Cluster Of HIV Cases Involves Hispanic Men In San Antonio
San Antonio physicians are being alerted about a rapidly growing cluster of new HIV cases. These infections are being monitored by the Centers for Disease Control.
Stigma about homosexuality and AIDS in the Hispanic community may be part of the problem.
For Joey Garcia, life as a gay teenager in the Rio Grande Valley of Texas was never easy.
"I was 13 years old when I revealed it to my parents that I was gay. They actually kicked me out of the house," he explained.
And it wasn't just his family. Garcia said his lifestyle was often frowned upon by people in the traditional, sometimes macho, often religious Hispanic community.
"There’s definitely a lot of stigma," Garcia said. "I see it all the time."
Garcia's 24 now. Four years ago, he attended a Pride event in San Antonio. They offered free HIV tests and so he got one. He’d done it before, and didn’t think he had anything to worry about. When the result was positive, he was stunned.
"I ended up not practicing safe sex with one of my partners who was apparently cheating on me at the time," Garcia noted. "I was in shock for a little bit. I didn’t really know what to say."
Texas, along with California and New York, has the highest number of new cases in the country. In Texas, young Hispanic patients have it particularly rough.
"You are stigmatized because you are a minority. You might be stigmatized because you’re gay. And then you’re stigmatized again because you’re living with HIV," observer infectious disease specialist Dr. Barbara Taylor of UT Health San Antonio.
Taylor observed Garcia is part of a new generation of HIV patients cropping up in South Texas. Young, Hispanic men are showing up in HIV clinics in alarming numbers. And, she said, based on surveillance conducted by the CDC, San Antonio is a “hot spot” with a cluster of cases that are related, as in, the viruses are genetically similar.
The CDC has identified 16 clusters in Texas. Six of those are in San Antonio.
Taylor says one called Cluster 51 is in the cross hairs right now. "There are 27 confirmed cases of people who are carrying viruses that are definitely linked," she said.
That means the people in Cluster 51 may be connected in some way, part of a network of new transmission. That intel provides a starting point for intervention.
Concern about this spate of new cases sparked the Director of the San Antonio Metropolitan Health District to send out a letter to physicians this month. It includes a list of the kinds of patients who need testing and encourages doctors to prescribe the HIV prevention drug, known as PrEP or Truvada, to people at high risk.
"I think it’s a game changer. In places in the South and in Texas, I think this could dramatically change what we see," commented Phillip Schnarrs, Ph.D. He teaches in the Department of Kinesiology, Health and Nutrition at the University of Texas at San Antonio.
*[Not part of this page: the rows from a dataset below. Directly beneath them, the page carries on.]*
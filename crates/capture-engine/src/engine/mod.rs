//! Recording engines.
//!
//! The workflow drives exactly two engines through [`RecordingEngine`]:
//! [`segment::SegmentRecorder`] (screen grab to disk, one file per
//! pause/resume cycle) and [`frame_pump::FramePumpRecorder`] (window
//! bitmaps streamed into one encoder).

pub mod frame_pump;
pub mod segment;

use rdtile_common::error::RdtileResult;
use rdtile_platform_core::MaskRect;

use crate::session::{EngineStartRequest, FinishedRecording};

/// Capability set shared by both engines.
///
/// Implementations serialize their own operations; callers may hold an
/// `Arc<dyn RecordingEngine>` across tasks.
#[async_trait::async_trait]
pub trait RecordingEngine: Send + Sync {
    /// Short engine name for logs and status messages.
    fn name(&self) -> &'static str;

    /// Begin a recording. Fails if one is already running.
    async fn start(&self, request: &EngineStartRequest) -> RdtileResult<()>;

    async fn pause(&self) -> RdtileResult<()>;

    async fn resume(&self) -> RdtileResult<()>;

    /// Finish the recording and publish the final file.
    ///
    /// `masks` are relative to the requested capture region.
    async fn stop(&self, masks: &[MaskRect]) -> RdtileResult<FinishedRecording>;

    /// Kill the encoder and delete everything recorded so far.
    async fn abort(&self);

    fn is_running(&self) -> bool;
}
Schnarrs is a vocal advocate for increased access to PrEP, and says the daily pill isn’t often prescribed here. He says the idea of an HIV prevention drug rankles some people, who contend using it encourages risky sexual behavior.
As a gay man himself, Schnarrs disagrees."It is cheaper to prevent it than to actually treat it. Right? So that’s good for everybody. There shouldn’t be stigma around this. This is something that you’re doing that’s going to protect you. And that’s a good thing."
About 6,000 people in San Antonio live with HIV. With the right medications, they don’t infect others and lead a long life. But Dr. Taylor says, without cultural changes and broader access to testing and care, nothing will change anytime soon.
"We have the tools to prevent HIV. We just have to get them to the right people at the right times. From my perspective as an infectious disease doctor, new infections are a failure on our part."
Garcia agrees and says "the fact that rates are increasing still is beyond me because our medicine and technology is advancing."
People under the age of 24 make up one-third of the new HIV cases in Bexar County. Dr. Taylor says almost all these cases are preventable. "If we could put everybody diagnosed with HIV in San Antonio on treatment, we would stop the HIV epidemic in its tracks," she stressed.
The San Antonio health department is hoping by throwing a spotlight on the need for more aggressive testing and prevention, a disturbing trend can be reversed.